Social inequality is reflected in higher rates of initiation for task contributions, more successful influence, and the receipt of more agreements from others for socially advantaged members of a group. Lower rates of task contributions, less influence, and the origination of agreements are characteristics associated with the disadvantaged members of groups. This observable power and prestige order is one of the most robust findings in social research.



A similar research history does not support the study of cognitive and socio-emotional development in human interaction. Studies of individuals and their development suggest we should be able to code for conservation of number and volume, ability to reason analytically, evaluation of ideas, and synthesis of ideas to delineate various cognitive stages. The coding scheme we have developed for this purpose is designed to differentiate individuals at the concrete operations level of development from those at the formal operations level. In addition, we hope to be able to differentiate those at the formal operations level of development from those capable of heuristic operations.

We expect activity by individuals at the concrete level of operations to be characterized by mental ordering based on a logic of classes, stated criteria, use of examples, and multiple dimensions. Their explanations should employ concrete referents and give rationales based on them. Action representations are specific, with concrete behaviors and directions to others.

Individuals in formal operations should convey hypotheses, provide evaluations, synthesize material, provide problem statements, reflect on relationships, and employ combinatorial logic. We expect such individuals to provide rationales and criteria for hypotheses, evaluations, syntheses, problem statements, reflections, and combinatorial logic. They should also provide criteria for hypotheses, evaluations, and syntheses.
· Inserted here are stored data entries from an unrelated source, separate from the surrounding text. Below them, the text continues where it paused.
//! Controller configuration
//!
//! `SyncConfig` is built once at startup (from CLI flags and `RESONANCE_*`
//! environment variables in `main.rs`) and shared read-only by every
//! reconcile through the controller `Context`.

use std::time::Duration;

use crate::{
    DEFAULT_KUBECONFIG_KEY, DEFAULT_SYNC_LABEL_KEY, DEFAULT_SYNC_LABEL_VALUE,
};

/// What to do when an opted-in resource has no counterpart on the remote cluster
#[derive(Clone, Copy, Debug, Default, PartialEq, Eq)]
pub enum MissingRemotePolicy {
    /// Report `RemoteNotFound` for the item and leave the remote cluster alone
    #[default]
    Report,
    /// Create the remote object from the local one
    Create,
}

impl std::str::FromStr for MissingRemotePolicy {
    type Err = crate::Error;

    fn from_str(s: &str) -> Result<Self, Self::Err> {
        match s.to_lowercase().as_str() {
            "report" => Ok(Self::Report),
            "create" => Ok(Self::Create),
            _ => Err(crate::Error::validation(format!(
                "invalid missing-remote policy: {s}, expected one of: report, create"
            ))),
        }
    }
}

impl std::fmt::Display for MissingRemotePolicy {
    fn fmt(&self, f: &mut std::fmt::Formatter<'_>) -> std::fmt::Result {
        match self {
            Self::Report => write!(f, "report"),
            Self::Create => write!(f, "create"),
        }
    }
}

/// Runtime configuration for the sync controllers
#[derive(Clone, Debug)]
pub struct SyncConfig {
    /// Requeue interval after a successful pass (drift detection backstop)
    pub resync_interval: Duration,
    /// Requeue interval after the first failed pass
    pub error_requeue_interval: Duration,
    /// Upper bound for the error requeue interval as failures accumulate
    pub max_error_backoff: Duration,
    /// Deadline for every individual API call
    pub call_timeout: Duration,
    /// TCP connect timeout for remote cluster clients
    pub connect_timeout: Duration,
    /// Read timeout for remote cluster clients
    pub read_timeout: Duration,
    /// Label key that opts a resource into propagation
    pub sync_label_key: String,
    /// Label value that opts a resource into propagation
    pub sync_label_value: String,
    /// Secret data key holding the kubeconfig when the descriptor does not name one
    pub kubeconfig_key: String,
    /// Behavior when a resource is missing remotely
    pub missing_remote: MissingRemotePolicy,
    /// Probe the remote API server while resolving instead of on first use
    pub eager_connect: bool,
    /// Maximum number of resources propagated concurrently within one pass
    pub propagate_concurrency: usize,
}

impl Default for SyncConfig {
    fn default() -> Self {
        Self {
            resync_interval: Duration::from_secs(60),
            error_requeue_interval: Duration::from_secs(30),
            max_error_backoff: Duration::from_secs(300),
            call_timeout: Duration::from_secs(15),
            connect_timeout: Duration::from_secs(5),
            read_timeout: Duration::from_secs(30),
            sync_label_key: DEFAULT_SYNC_LABEL_KEY.to_string(),
            sync_label_value: DEFAULT_SYNC_LABEL_VALUE.to_string(),
            kubeconfig_key: DEFAULT_KUBECONFIG_KEY.to_string(),
            missing_remote: MissingRemotePolicy::Report,
            eager_connect: false,
            propagate_concurrency: 8,
        }
    }
}

impl SyncConfig {
    /// Label selector string for listing opted-in resources
    pub fn label_selector(&self) -> String {
        format!("{}={}", self.sync_label_key, self.sync_label_value)
    }

    /// Validate the configuration
    pub fn validate(&self) -> Result<(), crate::Error> {
        if self.sync_label_key.is_empty() {
            return Err(crate::Error::validation("sync label key must not be empty"));
        }
        if self.kubeconfig_key.is_empty() {
            return Err(crate::Error::validation("kubeconfig key must not be empty"));
        }
        if self.propagate_concurrency == 0 {
            return Err(crate::Error::validation(
                "propagate concurrency must be at least 1",
            ));
        }
        if self.call_timeout.is_zero() {
            return Err(crate::Error::validation("call timeout must be positive"));
        }
        if self.max_error_backoff < self.error_requeue_interval {
            return Err(crate::Error::validation(
                "max error backoff must not be shorter than the error requeue interval",
            ));
        }
        Ok(())
    }
}

#[cfg(test)]
mod tests {
    use super::*;
    use rstest::rstest;

    #[test]
    fn default_config_is_valid() {
        let config = SyncConfig::default();
        assert!(config.validate().is_ok());
        assert_eq!(config.label_selector(), "clusterSync=true");
        assert_eq!(config.missing_remote, MissingRemotePolicy::Report);
    }

    #[rstest]
    #[case("report", MissingRemotePolicy::Report)]
    #[case("Create", MissingRemotePolicy::Create)]
    fn policy_parses_case_insensitively(#[case] input: &str, #[case] expected: MissingRemotePolicy) {
        assert_eq!(input.parse::<MissingRemotePolicy>().unwrap(), expected);
        assert_eq!(expected.to_string(), input.to_lowercase());
    }

    #[test]
    fn unknown_policy_is_rejected() {
        let err = "delete".parse::<MissingRemotePolicy>().unwrap_err();
        assert!(err.to_string().contains("report, create"));
    }

    #[test]
    fn zero_concurrency_is_rejected() {
        let config = SyncConfig {
            propagate_concurrency: 0,
            ..Default::default()
        };
        assert!(config.validate().is_err());
    }

    #[test]
    fn backoff_cap_below_base_is_rejected() {
        let config = SyncConfig {
            error_requeue_interval: Duration::from_secs(60),
            max_error_backoff: Duration::from_secs(10),
            ..Default::default()
        };
        assert!(config.validate().is_err());
    }
}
Problem statements include originations, while reflections include relationship specifications.

Individuals in heuristic operations should employ allegories and metaphors in their speech, exhibit problem finding attributes, integrate dissimilar information, and verbalize propositional thinking. When using allegories and metaphors we expect such individuals to create them, react to and extend them when expressed by others. Problem finding includes clear expression of the problem, explanation of its dimensions, and reasoning about it. Integration of dissimilar information includes descriptions of the integration as well as a rationale for the proposed combination(s). Propositional thinking includes descriptions of the propositions as well as a rationale. A summary of the coding protocol is presented in Table 1.


Table 1. Cognitive Activity Coding.

Concrete Operations: Characterized by concrete and observable information or statements. In each case, the content is very easily validated and the speaker is not using more abstract thinking.

Formal Operations: Characterized by more abstract thinking and/or statements. In each case, the content of the statement is verifiable through logical thinking or propositional thinking,

C1 Mental Ordering or Seriation includes classification and the logic of classes using criteria, examples, and perhaps multiple dimensions.

F1 Hypothesis includes a logical possible explanation and usually includes a rationale and/or criteria.

C2 Explanation (not hypotheses) includes concrete referent(s) and usually includes a rationale.

F2 Evaluation includes an assessment of data, hypotheses, or thinking and usually includes a rationale or criteria for the evaluation

C3 Action representation includes specific suggestions, behavioral suggestion for group, or directions

F3 Synthesis includes the combining of hypotheses or evaluations and usually includes a rationale and/or criteria

C4 Data input, Presentation of facts

F4 Problem Statement includes a clear reinterpretation of the problem or a new statement of the problem. It is usually an origination statement and usually includes a rationale.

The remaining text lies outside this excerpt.